Après la romance d’un La La Land sous influence de Jacques Demy et un spacio-contemplatif First Man, Damien Chazelle retrouve le ton plus grinçant de Whiplash, prenant un malin plaisir à filmer les scandaleuses années folles. Jusqu’à l’excès nauséabond : en témoignent un éléphant diarrhéique mandaté pour une soirée orgiaque ou le personnage incontrôlable de Margot Robbie qui vomit à la face d’un businessman. Cette dernière, cependant, anime aussi l’une des séquences les plus épatantes (et drôles) de Babylon : celle d’un des premiers tournages de film parlant.

Le chaos règne en maître dans ce très long métrage volontairement boursouflé par endroits.

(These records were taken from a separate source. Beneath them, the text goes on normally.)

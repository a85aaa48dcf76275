//! Builder pattern for manager configuration.
//!
//! Provides a fluent API for configuring and creating [`LifecycleManager`]
//! instances.
//!
//! # Example
//!
//! ```ignore
//! use session_lifecycle::{LifecycleManager, SessionConfig};
//!
//! let manager = LifecycleManager::builder()
//!     .config(SessionConfig::new().with_country_code("44"))
//!     .factory(|store: &CredentialStore| connect(store))
//!     .build()?;
//! ```

// ============================================================================
// Imports
// ============================================================================

use std::fmt;
use std::sync::Arc;

use crate::client::{CredentialStore, SessionClientFactory};
use crate::config::SessionConfig;
use crate::error::{Error, Result};

use super::manager::LifecycleManager;

// ============================================================================
// ManagerBuilder
// ============================================================================

/// Builder for configuring a [`LifecycleManager`] instance.
///
/// Use [`LifecycleManager::builder()`] to create a new builder.
#[derive(Default)]
pub struct ManagerBuilder {
    /// Manager configuration.
    config: SessionConfig,
    /// Session Client factory.
    factory: Option<Arc<dyn SessionClientFactory>>,
    /// Credential store; derived from the config when unset.
    credentials: Option<CredentialStore>,
}

impl fmt::Debug for ManagerBuilder {
    fn fmt(&self, f: &mut fmt::Formatter<'_>) -> fmt::Result {
        f.debug_struct("ManagerBuilder")
            .field("config", &self.config)
            .field("factory", &self.factory.as_ref().map(|_| "<factory>"))
            .field("credentials", &self.credentials)
            .finish()
    }
}

// ============================================================================
// ManagerBuilder Implementation
// ============================================================================

impl ManagerBuilder {
    /// Creates a builder with default configuration and no factory.
    #[inline]
    #[must_use]
    pub fn new() -> Self {
        Self::default()
    }

    /// Sets the manager configuration.
    #[inline]
    #[must_use]
    pub fn config(mut self, config: SessionConfig) -> Self {
        self.config = config;
        self
    }

    /// Sets the Session Client factory.
    ///
    /// Closures of type `Fn(&CredentialStore) -> Result<Arc<dyn SessionClient>>`
    /// are accepted directly.
    #[inline]
    #[must_use]
    pub fn factory(mut self, factory: impl SessionClientFactory + 'static) -> Self {
        self.factory = Some(Arc::new(factory));
        self
    }

    /// Sets an already shared Session Client factory.
    #[inline]
    #[must_use]
    pub fn shared_factory(mut self, factory: Arc<dyn SessionClientFactory>) -> Self {
        self.factory = Some(factory);
        self
    }

    /// Overrides the credential store.
    ///
    /// By default the store lives under `config.auth_dir`, keyed by
    /// `config.client_id`.
    #[inline]
    #[must_use]
    pub fn credentials(mut self, credentials: CredentialStore) -> Self {
        self.credentials = Some(credentials);
        self
    }

    /// Builds the manager with validation.
    ///
    /// # Errors
    ///
    /// - [`Error::Config`] if the configuration is invalid or no factory is set
    /// - [`Error::Credentials`] if the credential directory cannot be created
    pub fn build(self) -> Result<LifecycleManager> {
        self.config.validate()?;

        let factory = self.factory.ok_or_else(|| {
            Error::config(
                "Session client factory is required. Use .factory() to set it.\n\
                 Example: LifecycleManager::builder().factory(MyClientFactory::new())",
            )
        })?;

        let credentials = match self.credentials {
            Some(credentials) => credentials,
            None => CredentialStore::from_path(&self.config.auth_dir, &self.config.client_id)?,
        };

        Ok(LifecycleManager::new(self.config, factory, credentials))
    }
}

// ============================================================================
// Tests
// ============================================================================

Suscitant l’hystérie, la moindre intrusion sonore sur le plateau raconte en sous-texte les enjeux de cette transformation. Laquelle a déjà été traitée maintes fois, notamment dans The Artist de Michel Hazanavicius, couronnant par la même occasion Jean Dujardin d’un Oscar. Il n’est pas certain, en revanche, que Chazelle, pourtant abonné gagnant à cette prestigieuse cérémonie, rafle des récompenses. Certes, son Babylon est virtuose, la caméra virevoltante, les décors sont à tomber, et le jazz du compositeur complice Justin Hurwitz s’avère tribal et hypnotique. Or, le chaos règne en maître dans ce très long métrage volontairement boursouflé par endroits.

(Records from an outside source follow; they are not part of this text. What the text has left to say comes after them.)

//! Persisted session credential directory.
//!
//! The Session Client owns the format of what it stores here. The manager
//! only ever creates the root and wipes the session directory on logout.
//!
//! # Layout
//!
//! ```text
//! <root>/
//! └── session-<client_id>/   ← written by the Session Client, wiped by logout
//! ```

// ============================================================================
// Imports
// ============================================================================

use std::fmt;
use std::fs;
use std::path::{Path, PathBuf};

use tempfile::TempDir;
use tracing::{debug, info};

use crate::error::{Error, Result};

// ============================================================================
// CredentialStore
// ============================================================================

/// A credential directory on durable storage.
///
/// Created with [`CredentialStore::from_path`] for persistent sessions or
/// [`CredentialStore::temporary`] for throwaway ones (deleted on drop).
pub struct CredentialStore {
    /// Optional temporary directory handle (keeps temp dir alive).
    _temp_dir: Option<TempDir>,

    /// Root directory.
    root: PathBuf,

    /// Session name inside the root.
    client_id: String,
}

impl fmt::Debug for CredentialStore {
    fn fmt(&self, f: &mut fmt::Formatter<'_>) -> fmt::Result {
        f.debug_struct("CredentialStore")
            .field("root", &self.root)
            .field("client_id", &self.client_id)
            .field("temporary", &self._temp_dir.is_some())
            .finish()
    }
}

// ============================================================================
// CredentialStore - Constructors
// ============================================================================

impl CredentialStore {
    /// Uses a persistent root directory, creating it if missing.
    ///
    /// # Errors
    ///
    /// Returns [`Error::Credentials`] if the directory cannot be created.
    pub fn from_path(root: impl Into<PathBuf>, client_id: impl Into<String>) -> Result<Self> {
        let root = root.into();

        if !root.exists() {
            fs::create_dir_all(&root).map_err(|e| Error::credentials(&root, &e))?;
            debug!(path = %root.display(), "Created credential directory");
        } else {
            debug!(path = %root.display(), "Using existing credential directory");
        }

        Ok(Self {
            _temp_dir: None,
            root,
            client_id: client_id.into(),
        })
    }

    /// Creates a temporary store, deleted when dropped.
    ///
    /// # Errors
    ///
    /// Returns [`Error::Credentials`] if the temporary directory cannot be
    /// created.
    pub fn temporary(client_id: impl Into<String>) -> Result<Self> {
        let temp_dir = TempDir::with_prefix("session-lifecycle-")
            .map_err(|e| Error::credentials(std::env::temp_dir(), &e))?;

        let root = temp_dir.path().to_path_buf();
        debug!(path = %root.display(), "Created temporary credential directory");

        Ok(Self {
            _temp_dir: Some(temp_dir),
            root,
            client_id: client_id.into(),
        })
    }
}

// ============================================================================
// CredentialStore - Accessors
// ============================================================================

impl CredentialStore {
    /// Returns the root directory.
    #[inline]
    #[must_use]
    pub fn root(&self) -> &Path {
        &self.root
    }

    /// Returns the session name.
    #[inline]
    #[must_use]
    pub fn client_id(&self) -> &str {
        &self.client_id
    }

    /// Returns the directory holding this session's credentials.
    #[must_use]
    pub fn session_dir(&self) -> PathBuf {
        self.root.join(format!("session-{}", self.client_id))
    }

    /// Returns `true` if persisted credentials exist.
    #[must_use]
    pub fn has_session(&self) -> bool {
        self.session_dir().exists()
    }
}

// ============================================================================
// CredentialStore - Wipe
// ============================================================================

impl CredentialStore {
    /// Deletes the session directory and everything in it.
    ///
    /// A missing directory is not an error.
    ///
    /// # Errors
    ///
    /// Returns [`Error::Credentials`] if the directory exists but cannot be
    /// removed.
    pub fn wipe(&self) -> Result<()> {
        let dir = self.session_dir();

        match fs::remove_dir_all(&dir) {
            Ok(()) => {
                info!(path = %dir.display(), "Session credentials wiped");
                Ok(())
            }
            Err(e) if e.kind() == std::io::ErrorKind::NotFound => {
                debug!(path = %dir.display(), "No session credentials to wipe");
                Ok(())
            }
            Err(e) => Err(Error::credentials(dir, &e)),
        }
    }
}

// ============================================================================
// Tests
// ============================================================================

#[cfg(test)]
mod tests {
    use super::CredentialStore;

    use std::fs;

    #[test]
    fn test_temporary_creates_directory() {
        let store = CredentialStore::temporary("test").expect("create store");
        assert!(store.root().is_dir());
        assert!(!store.has_session());
    }

    #[test]
    fn test_temporary_cleanup_on_drop() {
        let root = {
            let store = CredentialStore::temporary("test").expect("create store");
            store.root().to_path_buf()
        };
        assert!(!root.exists());
    }

    #[test]
    fn test_from_path_creates_directory() {
        let temp = tempfile::tempdir().expect("create temp dir");
        let root = temp.path().join("auth");

        assert!(!root.exists());
        let store = CredentialStore::from_path(&root, "shop").expect("create store");
        assert!(store.root().exists());
        assert_eq!(store.session_dir(), root.join("session-shop"));
    }

    #[test]
    fn test_wipe_removes_session_only() {
        let store = CredentialStore::temporary("shop").expect("create store");
        let session = store.session_dir();
        fs::create_dir_all(session.join("Default")).expect("mkdir");
        fs::write(session.join("Default").join("keys"), b"secret").expect("write");
        fs::write(store.root().join("other.txt"), b"keep").expect("write");

        assert!(store.has_session());
        store.wipe().expect("wipe");

        assert!(!store.has_session());
        assert!(store.root().join("other.txt").exists());
    }

    #[test]
    fn test_wipe_missing_session_is_ok() {
        let store = CredentialStore::temporary("shop").expect("create store");
        assert!(store.wipe().is_ok());
    }
}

Résonnent également dans le film des échos du cinéma d’hier à d’aujourd’hui : Chantons sous la pluie de Stanley Donen et Gene Kelly, Sunset Boulevard de Billy Wilder… Mais la plus touchante des allusions est sans doute la scène où Nellie LaRoy-Margot Robbie se rend à la projection de son premier film, se regarde elle-même jouer sur grand écran, savourant les réactions des spectateurs. Il s’agit à la fois d’un clin d’œil et d’un hommage au Once Upon a Time… in Hollywood de Quentin Tarantino, où l’on voit Sharon Tate-Margot Robbie s’introduire en catimini dans une salle de cinéma et se réjouir des rires fusant autour d’elle. Ce n’est pas la seule similitude entre la dernière œuvre en date de Tarantino et le nouveau bébé de Chazelle : la violence faussement gratuite, le parti pris pop, les larges cadrages, la multiréférentialité, la mise en scène d’un Hollywood à une époque aussi transitoire que cruciale (les années 1930 d’un côté, la fin du Summer of Love de l’autre) et, enfin, l’emploi de Robbie et Pitt pour des rôles clé.

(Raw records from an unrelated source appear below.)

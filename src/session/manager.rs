//! Session lifecycle manager.
//!
//! The [`LifecycleManager`] is the only component that creates, drives, or
//! destroys a Session Client, and the only one that mutates
//! [`ConnectionState`]. Every operation is non-blocking: concurrent
//! `initialize()` calls short-circuit on a trylock flag instead of waiting.
//!
//! # Event Loop
//!
//! Each constructed client gets a spawned task that receives its events in
//! order. Events are tagged with the client's [`ClientId`]; once that client
//! is replaced or torn down its events are ignored.
//!
//! # Example
//!
//! ```ignore
//! let manager = LifecycleManager::builder()
//!     .config(SessionConfig::new().with_auth_dir("./auth"))
//!     .factory(MyClientFactory::new())
//!     .build()?;
//!
//! manager.initialize().await;
//! match manager.pairing_code() {
//!     PairingReply::Code(code) => show(code.payload()),
//!     other => println!("{other:?}"),
//! }
//! ```

// ============================================================================
// Imports
// ============================================================================

use std::any::Any;
use std::fmt;
use std::future::Future;
use std::panic::AssertUnwindSafe;
use std::sync::atomic::{AtomicBool, Ordering};
use std::sync::{Arc, Weak};
use std::time::SystemTime;

use futures_util::FutureExt;
use parking_lot::Mutex;
use tokio::sync::{broadcast, mpsc};
use tracing::{debug, error, info, warn};

use crate::client::{ClientEvent, CredentialStore, PairingCode, SessionClient, SessionClientFactory};
use crate::config::SessionConfig;
use crate::error::{Error, Result};
use crate::identifiers::{ClientId, Recipient};

use super::builder::ManagerBuilder;
use super::events::{StatusEvent, StatusEventBus};
use super::keepalive::{KeepAliveTicker, Probe};
use super::queue::{MessageQueue, PendingMessage};
use super::reply::{
    InitReply, LogoutReply, PairingReply, ReconnectReply, SendReply, StatusReply, StatusSnapshot,
};
use super::state::ConnectionState;

// ============================================================================
// Constants
// ============================================================================

/// Disconnect reason recorded by `logout()`.
pub const LOGGED_OUT_REASON: &str = "logged_out";

/// Disconnect reason recorded while `reconnect()` tears down.
pub const RECONNECTING_REASON: &str = "reconnecting";

/// Disconnect reason recorded by `shutdown()`.
pub const SHUTDOWN_REASON: &str = "shutdown";

// ============================================================================
// Types
// ============================================================================

/// The live Session Client and its generation.
#[derive(Clone)]
struct ClientSlot {
    /// Generation tag for events.
    id: ClientId,
    /// Client handle.
    handle: Arc<dyn SessionClient>,
}

/// Mutable state guarded by one lock.
struct Shared {
    /// Current lifecycle state.
    state: ConnectionState,
    /// At most one client, ever.
    client: Option<ClientSlot>,
    /// Last transition, event, or successful send.
    last_activity: Option<SystemTime>,
    /// Running only while `Ready`.
    keep_alive: Option<KeepAliveTicker>,
    /// Label last reported by the network, kept only while `Ready`.
    network_state: Option<String>,
}

impl Shared {
    /// Returns the client if the connection is ready.
    fn ready_client(&self) -> Result<Arc<dyn SessionClient>> {
        match &self.client {
            Some(slot) if self.state.is_ready() => Ok(Arc::clone(&slot.handle)),
            _ => Err(Error::NotConnected),
        }
    }

    /// Returns `true` if `id` is the live client.
    fn is_current(&self, id: ClientId) -> bool {
        self.client.as_ref().is_some_and(|slot| slot.id == id)
    }
}

/// Internal shared state for the manager.
pub(crate) struct ManagerInner {
    /// Timings and identifiers.
    config: SessionConfig,
    /// Builds a fresh client per initialize cycle.
    factory: Arc<dyn SessionClientFactory>,
    /// Persisted credentials, wiped by logout.
    credentials: CredentialStore,
    /// Trylock held for the duration of one `initialize()`.
    initializing: AtomicBool,
    /// State, client, and keep-alive.
    shared: Mutex<Shared>,
    /// Messages waiting for `Ready`.
    queue: MessageQueue,
    /// Status notifications.
    bus: StatusEventBus,
}

impl ManagerInner {
    /// Applies a transition and publishes it. Leaving `Ready` stops the
    /// keep-alive.
    fn transition(&self, shared: &mut Shared, next: ConnectionState) -> bool {
        if !shared.state.accepts(&next) {
            warn!(from = %shared.state, to = %next, "Rejected state transition");
            return false;
        }

        if shared.state.is_ready() && !next.is_ready() {
            shared.keep_alive = None;
            shared.network_state = None;
        }

        info!(from = %shared.state, to = %next, "State transition");
        shared.state = next.clone();
        shared.last_activity = Some(SystemTime::now());
        self.bus.publish(StatusEvent::StatusChanged { state: next });
        true
    }
}

// ============================================================================
// InitGuard
// ============================================================================

/// Holds the initializing flag; clears it on every exit path, panics included.
struct InitGuard<'a>(&'a AtomicBool);

impl<'a> InitGuard<'a> {
    /// Sets the flag if clear. Never waits.
    fn try_acquire(flag: &'a AtomicBool) -> Option<Self> {
        flag.compare_exchange(false, true, Ordering::AcqRel, Ordering::Acquire)
            .ok()
            .map(|_| Self(flag))
    }
}

impl Drop for InitGuard<'_> {
    fn drop(&mut self) {
        self.0.store(false, Ordering::Release);
    }
}

// ============================================================================
// LifecycleManager
// ============================================================================

/// Owner of the single logical connection.
///
/// Cheap to clone; all clones drive the same connection.
#[derive(Clone)]
pub struct LifecycleManager {
    /// Shared inner state.
    pub(crate) inner: Arc<ManagerInner>,
}

// ============================================================================
// LifecycleManager - Display
// ============================================================================

impl fmt::Debug for LifecycleManager {
    fn fmt(&self, f: &mut fmt::Formatter<'_>) -> fmt::Result {
        f.debug_struct("LifecycleManager")
            .field("state", &self.state())
            .field("queued", &self.queued_len())
            .field("subscribers", &self.inner.bus.subscriber_count())
            .field("credentials", &self.inner.credentials)
            .finish_non_exhaustive()
    }
}

// ============================================================================
// LifecycleManager - Constructor
// ============================================================================

impl LifecycleManager {
    /// Creates a configuration builder for the manager.
    #[inline]
    #[must_use]
    pub fn builder() -> ManagerBuilder {
        ManagerBuilder::new()
    }

    /// Creates a manager in `Uninitialized` state.
    pub(crate) fn new(
        config: SessionConfig,
        factory: Arc<dyn SessionClientFactory>,
        credentials: CredentialStore,
    ) -> Self {
        let bus = StatusEventBus::new(config.event_capacity);

        debug!(
            client_id = %credentials.client_id(),
            auth_dir = %credentials.root().display(),
            "Lifecycle manager created"
        );

        Self {
            inner: Arc::new(ManagerInner {
                config,
                factory,
                credentials,
                initializing: AtomicBool::new(false),
                shared: Mutex::new(Shared {
                    state: ConnectionState::Uninitialized,
                    client: None,
                    last_activity: None,
                    keep_alive: None,
                    network_state: None,
                }),
                queue: MessageQueue::new(),
                bus,
            }),
        }
    }
}

// ============================================================================
// LifecycleManager - Accessors
// ============================================================================

impl LifecycleManager {
    /// Returns a snapshot of the current state. Never blocks on the network.
    #[must_use]
    pub fn status(&self) -> StatusSnapshot {
        let shared = self.inner.shared.lock();
        StatusSnapshot {
            state: shared.state.clone(),
            pairing_code: shared.state.pairing_code().cloned(),
            network_state: shared.network_state.clone(),
            last_activity: shared.last_activity,
        }
    }

    /// Returns the compact polling status.
    #[must_use]
    pub fn status_reply(&self) -> StatusReply {
        StatusReply::from(&self.status())
    }

    /// Returns the current state.
    #[must_use]
    pub fn state(&self) -> ConnectionState {
        self.inner.shared.lock().state.clone()
    }

    /// Returns `true` if the connection is usable for sending.
    #[inline]
    #[must_use]
    pub fn is_ready(&self) -> bool {
        self.inner.shared.lock().state.is_ready()
    }

    /// Returns the pairing payload or the reason there is none.
    #[must_use]
    pub fn pairing_code(&self) -> PairingReply {
        match &self.inner.shared.lock().state {
            ConnectionState::Ready { .. } => PairingReply::Ready,
            ConnectionState::AwaitingPairing { code } => PairingReply::Code(code.clone()),
            ConnectionState::Initializing => PairingReply::Initializing,
            _ => PairingReply::NotStarted,
        }
    }

    /// Subscribes to status events.
    #[must_use]
    pub fn subscribe(&self) -> broadcast::Receiver<StatusEvent> {
        self.inner.bus.subscribe()
    }

    /// Returns the number of queued messages.
    #[inline]
    #[must_use]
    pub fn queued_len(&self) -> usize {
        self.inner.queue.len()
    }

    /// Returns the configuration.
    #[inline]
    #[must_use]
    pub fn config(&self) -> &SessionConfig {
        &self.inner.config
    }

    /// Returns the credential store.
    #[inline]
    #[must_use]
    pub fn credentials(&self) -> &CredentialStore {
        &self.inner.credentials
    }
}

Les seconds rôles, eux, brillent par leurs signifiants sociopolitiques. Sidney Palmer, remarquablement incarné par Jovan Adepo, trompettiste afro-américain qui passe de l’orchestre de fêtes hollywoodiennes au premier plan du plateau, essuyant au passage le racisme bien ordonné des mentalités soi-disant tolérantes. Elinor St. John (formidable Jean Smart) est une journaliste people à une époque où la presse pouvait encore assister à des tournages et dire du mal des comédiens jusqu’à les jeter dans la tombe. Overdoses et suicides allaient bon train… S’il dénonce les dérives d’une usine à rêve devenue rouleau compresseur, Babylon n’en demeure pas moins une magnifique déclaration d’amour au cinéma, et rappelle, via une réplique de Brad Pitt, qu’il est ouvert à tous, pas seulement aux intellectuels ou à la bourgeoisie. À l’instar des blockbusters de super-héros, eux-mêmes déstabilisés par des salles désertées, Babylon réussira-t-il à rassembler autant que La La Land ?

 

Babylon, de Damien Chazelle, avec Brad Pitt, Margot Robbie et Diego Calva, 3 h 9, sortie en salles le 18 janvier.